And where we should take AI with us in the coming year – with LLMs, vector search, MCP, GraphRAG and cybersecurity.
According to Dominik Tomicevic, CEO & Founder, Memgraph, as we look to 2026, we can expect strong interest from builders of practical AI chatbots and enterprise LLMs in using the Model Context Protocol (MCP) as a standard for connecting to external data sources, along with growing momentum behind GraphRAG — while still recognizing that vector search will continue to play an important and useful role.
Here, we share Tomicevik’s expert perspective on AI for the coming year:
Will MCP be a dominant and critical topic in AI discussions in 2026, due to its central role in enabling AI agents to securely and reliably interact with real-world data and systems?
Tomicevic: MCP yes, but it’s not a silver bullet on its own.

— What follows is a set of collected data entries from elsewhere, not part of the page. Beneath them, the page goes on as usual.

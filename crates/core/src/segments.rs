//! Splitting a source text into plain and evidence segments for display.
//!
//! The output always covers the source text exactly: concatenating the segment texts in order
//! gives back the input, no two evidence segments overlap, and no segment is empty.
//!
//! When two located citations overlap, the one that starts first wins (ties go to the pattern
//! the analyzer emitted first) and the other is not rendered inline at all. The pattern itself
//! is untouched and still appears in the record's pattern list.

use crate::record::{DetectedPattern, TextRange};
use rda_uuid::Identifier;
use serde::{Deserialize, Serialize};

/// A contiguous slice of the source text.
#[derive(Debug, Clone, PartialEq, Eq, Serialize, Deserialize)]
#[serde(tag = "kind", rename_all = "snake_case")]
pub enum Segment {
    Plain {
        range: TextRange,
        text: String,
    },
    Evidence {
        range: TextRange,
        text: String,
        pattern_id: Identifier,
    },
}

impl Segment {
    pub fn text(&self) -> &str {
        match self {
            Segment::Plain { text, .. } | Segment::Evidence { text, .. } => text,
        }
    }

    pub fn range(&self) -> TextRange {
        match self {
            Segment::Plain { range, .. } | Segment::Evidence { range, .. } => *range,
        }
    }

    /// The pattern this segment is evidence for, if any.
    pub fn pattern_id(&self) -> Option<Identifier> {
        match self {
            Segment::Plain { .. } => None,
            Segment::Evidence { pattern_id, .. } => Some(*pattern_id),
        }
    }

    pub fn is_evidence(&self) -> bool {
        matches!(self, Segment::Evidence { .. })
    }
}

/// Partitions `source_text` into segments using the located ranges of `patterns`.
///
/// Patterns without a range are ignored. Ranges that do not fit the text (out of bounds or not
/// on a character boundary) are treated as unlocated; they can only come from tampered
/// storage, since the locator never produces them.
pub fn partition(source_text: &str, patterns: &[DetectedPattern]) -> Vec<Segment> {
    let mut located: Vec<(TextRange, Identifier)> = patterns
        .iter()
        .filter_map(|p| {
            p.range()
                .filter(|r| r.slice(source_text).is_some())
                .map(|r| (r, p.id()))
        })
        .collect();
    // `sort_by_key` is stable, so equal starts keep the analyzer's order.
    located.sort_by_key(|(range, _)| range.start);

    let mut segments = Vec::with_capacity(located.len() * 2 + 1);
    let mut cursor = 0;

    for (range, pattern_id) in located {
        if range.start < cursor {
            tracing::debug!(%pattern_id, start = range.start, cursor, "skipping overlapping evidence");
            continue;
        }
        push_plain(&mut segments, source_text, cursor, range.start);
        segments.push(Segment::Evidence {
            range,
            text: source_text[range.start..range.end].to_owned(),
            pattern_id,
        });
        cursor = range.end;
    }

    push_plain(&mut segments, source_text, cursor, source_text.len());
    segments
}

fn push_plain(segments: &mut Vec<Segment>, source_text: &str, start: usize, end: usize) {
    if let Some(range) = TextRange::new(start, end) {
        segments.push(Segment::Plain {
            range,
            text: source_text[start..end].to_owned(),
        });
    }
}

#[cfg(test)]
mod tests {
    use super::*;
    use rda_types::Severity;

    fn pattern(id: u128, citation: &str, range: Option<(usize, usize)>) -> DetectedPattern {
        DetectedPattern {
            id: Identifier::from_u128(id),
            name: format!("pattern {}", id),
            citation: citation.into(),
            explanation: String::new(),
            countermeasure: String::new(),
            severity: Severity::Medium,
            range: range.map(|(start, end)| TextRange { start, end }),
        }
    }

    fn texts(segments: &[Segment]) -> Vec<&str> {
        segments.iter().map(Segment::text).collect()
    }

    fn assert_covers(source: &str, segments: &[Segment]) {
        let joined: String = segments.iter().map(Segment::text).collect();
        assert_eq!(joined, source);

        let mut expected_start = 0;
        for segment in segments {
            let range = segment.range();
            assert_eq!(range.start, expected_start, "segments must be contiguous");
            assert!(range.end > range.start, "segments must not be empty");
            assert_eq!(&source[range.start..range.end], segment.text());
            expected_start = range.end;
        }
        assert_eq!(expected_start, source.len());
    }

    #[test]
    fn single_citation_at_end() {
        let source = "Hello world";
        let patterns = [pattern(1, "world", Some((6, 11)))];

        let segments = partition(source, &patterns);

        assert_eq!(
            segments,
            vec![
                Segment::Plain {
                    range: TextRange { start: 0, end: 6 },
                    text: "Hello ".into(),
                },
                Segment::Evidence {
                    range: TextRange { start: 6, end: 11 },
                    text: "world".into(),
                    pattern_id: Identifier::from_u128(1),
                },
            ]
        );
    }

    #[test]
    fn overlapping_citation_is_dropped() {
        let source = "Hello world";
        let patterns = [
            pattern(1, "Hello", Some((0, 5))),
            pattern(2, "lo wor", Some((3, 9))),
        ];

        let segments = partition(source, &patterns);

        assert_eq!(texts(&segments), vec!["Hello", " world"]);
        assert_eq!(segments[0].pattern_id(), Some(Identifier::from_u128(1)));
        assert!(!segments[1].is_evidence());
        // The pattern list itself is untouched.
        assert_eq!(patterns[1].range(), Some(TextRange { start: 3, end: 9 }));
    }

    #[test]
    fn equal_starts_keep_emission_order() {
        let source = "abcdef";
        let patterns = [
            pattern(7, "abc", Some((0, 3))),
            pattern(3, "ab", Some((0, 2))),
        ];

        let segments = partition(source, &patterns);

        assert_eq!(texts(&segments), vec!["abc", "def"]);
        assert_eq!(segments[0].pattern_id(), Some(Identifier::from_u128(7)));
    }

    #[test]
    fn unsorted_patterns_are_ordered_by_start() {
        let source = "one two three four";
        let patterns = [
            pattern(1, "four", Some((14, 18))),
            pattern(2, "one", Some((0, 3))),
            pattern(3, "three", Some((8, 13))),
        ];

        let segments = partition(source, &patterns);

        assert_eq!(texts(&segments), vec!["one", " two ", "three", " ", "four"]);
        assert_covers(source, &segments);
    }

    #[test]
    fn adjacent_evidence_has_no_plain_between() {
        let source = "abcdef";
        let patterns = [pattern(1, "abc", Some((0, 3))), pattern(2, "def", Some((3, 6)))];

        let segments = partition(source, &patterns);

        assert_eq!(segments.len(), 2);
        assert!(segments.iter().all(Segment::is_evidence));
    }

    #[test]
    fn unlocated_patterns_are_ignored() {
        let source = "nothing to see";
        let patterns = [pattern(1, "hallucinated", None)];

        let segments = partition(source, &patterns);

        assert_eq!(texts(&segments), vec!["nothing to see"]);
    }

    #[test]
    fn empty_source_yields_no_segments() {
        assert!(partition("", &[]).is_empty());
        assert!(partition("", &[pattern(1, "x", None)]).is_empty());
    }

    #[test]
    fn invalid_stored_ranges_are_ignored() {
        let source = "Grüße";
        let patterns = [
            pattern(1, "x", Some((3, 4))),
            pattern(2, "x", Some((0, 40))),
            pattern(3, "x", Some((4, 4))),
        ];

        let segments = partition(source, &patterns);

        assert_eq!(texts(&segments), vec!["Grüße"]);
    }

    #[test]
    fn evidence_never_overlaps_and_text_is_covered() {
        let source = "A: ich fühle mich einsam. B: Einsam? Ich arbeite für unsere Zukunft!";
        let patterns = [
            pattern(1, "", Some((3, 24))),
            pattern(2, "", Some((10, 30))),
            pattern(3, "", Some((29, 36))),
            pattern(4, "", Some((24, 25))),
            pattern(5, "", Some((37, 40))),
        ];

        let segments = partition(source, &patterns);

        assert_covers(source, &segments);
        let evidence: Vec<TextRange> = segments
            .iter()
            .filter(|s| s.is_evidence())
            .map(Segment::range)
            .collect();
        for pair in evidence.windows(2) {
            assert!(pair[0].end <= pair[1].start);
        }
    }

    #[test]
    fn segment_serialises_with_kind_tag() {
        let segment = Segment::Evidence {
            range: TextRange { start: 0, end: 5 },
            text: "Hello".into(),
            pattern_id: Identifier::from_u128(1),
        };

        let json = serde_json::to_value(&segment).unwrap();
        assert_eq!(json["kind"], "evidence");
        assert_eq!(json["pattern_id"], "00000000000000000000000000000001");
        assert_eq!(json["range"]["start"], 0);
    }
}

The moment you start connecting different types of data from multiple silos — CRM, ordering systems, manufacturing data — anything beyond simple retrieval becomes much more challenging. If you’re just building a documentation bot, basic search works fine. But once you start adding more sources, disappointment grows.
MCP is certainly under the spotlight right now as a potential way to solve the problem by providing a standardized way for an LLM to query different data sources. However, the LLM doesn’t understand your enterprise data, how you operate, your schema, how things are linked, or the implicit knowledge that isn’t documented.
In 2026, CIOs will need to capture as much structured and unstructured implicit knowledge as possible and start thinking about knowledge graphs and how everything ties together. Simply throwing more tools and more data at vectors and LLMs will only lead to worse performance and more hallucinations, making this an increasingly critical enterprise AI challenge.
Should vector search still continue to be in developers’ tool bags?
Tomicevic: While vector search isn’t nearly as comprehensive as GraphRAG, it still performs very well for simple retrieval tasks. We’ll see GraphRAG, and possibly other advanced techniques, used to synthesize data across complex organizational systems, providing LLMs with structured context and helping reduce hallucinations.
However, for many problems, vector search remains a perfectly sensible option and should always be considered. In other words, for simpler use cases, vector-only approaches are entirely adequate; they can get you in the ballpark and deliver good results.
I expect engineers will continue testing vector search on information retrieval cases where they already know the answers, as a way to evaluate their LLMs.
Do you see the rise of GraphRAG in 2026?
Tomicevic: For some teams, knowledge graphs can initially be a challenge if you’re not familiar with graph modeling. But once you have graph technology to structure your LLM, results improve dramatically. MCP gives LLMs significant power, and if you are building agents that can execute complex workflows, many tasks can actually be automated — but you still need good context.
Going forward, I expect many teams will agree that success requires both graphs and a proper flow of internal knowledge for each task.
Essentially, to succeed with generative AI in your business, you need two things: first, model your data and structure it as a knowledge graph to systematize your knowledge; second, use GraphRAG to extract and curate the right knowledge for the task at hand.
What do you think will be the next AI frontier?
Tomicevic: With so much AI-enabled fraud, cybersecurity is huge right now. I expect more and more CISOs will come to recognize that graphs are a natural fit for cybersecurity. Much of the ongoing activity by bad actors, combined with sensor data, naturally forms a graph — this is why many cybersecurity companies using graphs have been so successful.
Graphs don’t just monitor individual behavior; they correlate data across multiple actors and multi-pronged attacks. This is where graphs really shine.
And AI will make this even more powerful. Currently, systems surface insights for analysts, but humans are often overwhelmed by the sheer volume. By building agents to take automated actions, you could have millions of automated ‘bots’ — essentially a massive workforce protecting your organization.
I predict that these agents will initially work alongside human workflows, learning from experts until they’re ready to handle specialized tasks independently.
Will the “AI bubble” burst soon?
Tomicevic: The “AI bubble” isn’t a functionality problem, it’s an equity issue. If the money runs out, expectations will drop. Many AI initiatives are currently subsidized, which is good for consumers and for progress, but paying just $20 or $200 per month for AI is unrealistic without subsidy, as the true costs are far higher. OpenAI and others can’t charge a fair price like $2,000 a month because almost no one would pay it.
What I see playing out is some disruption potentially, but eventually prices will stabilize or efficiencies will improve enough to make the economics work. Hopefully, it doesn’t end up like micro-transportation — all those e-scooters! — where huge funding led to a boom and then everything wound up in the ditch.
and then everything wound up in the ditch.
I think we can agree that LLMs provide far more utility than scooters or even that other source of recent hype, blockchain. There may be a bubble because of the funding frenzy, but the underlying utility is real, and AI progress will continue to bring tangible benefits.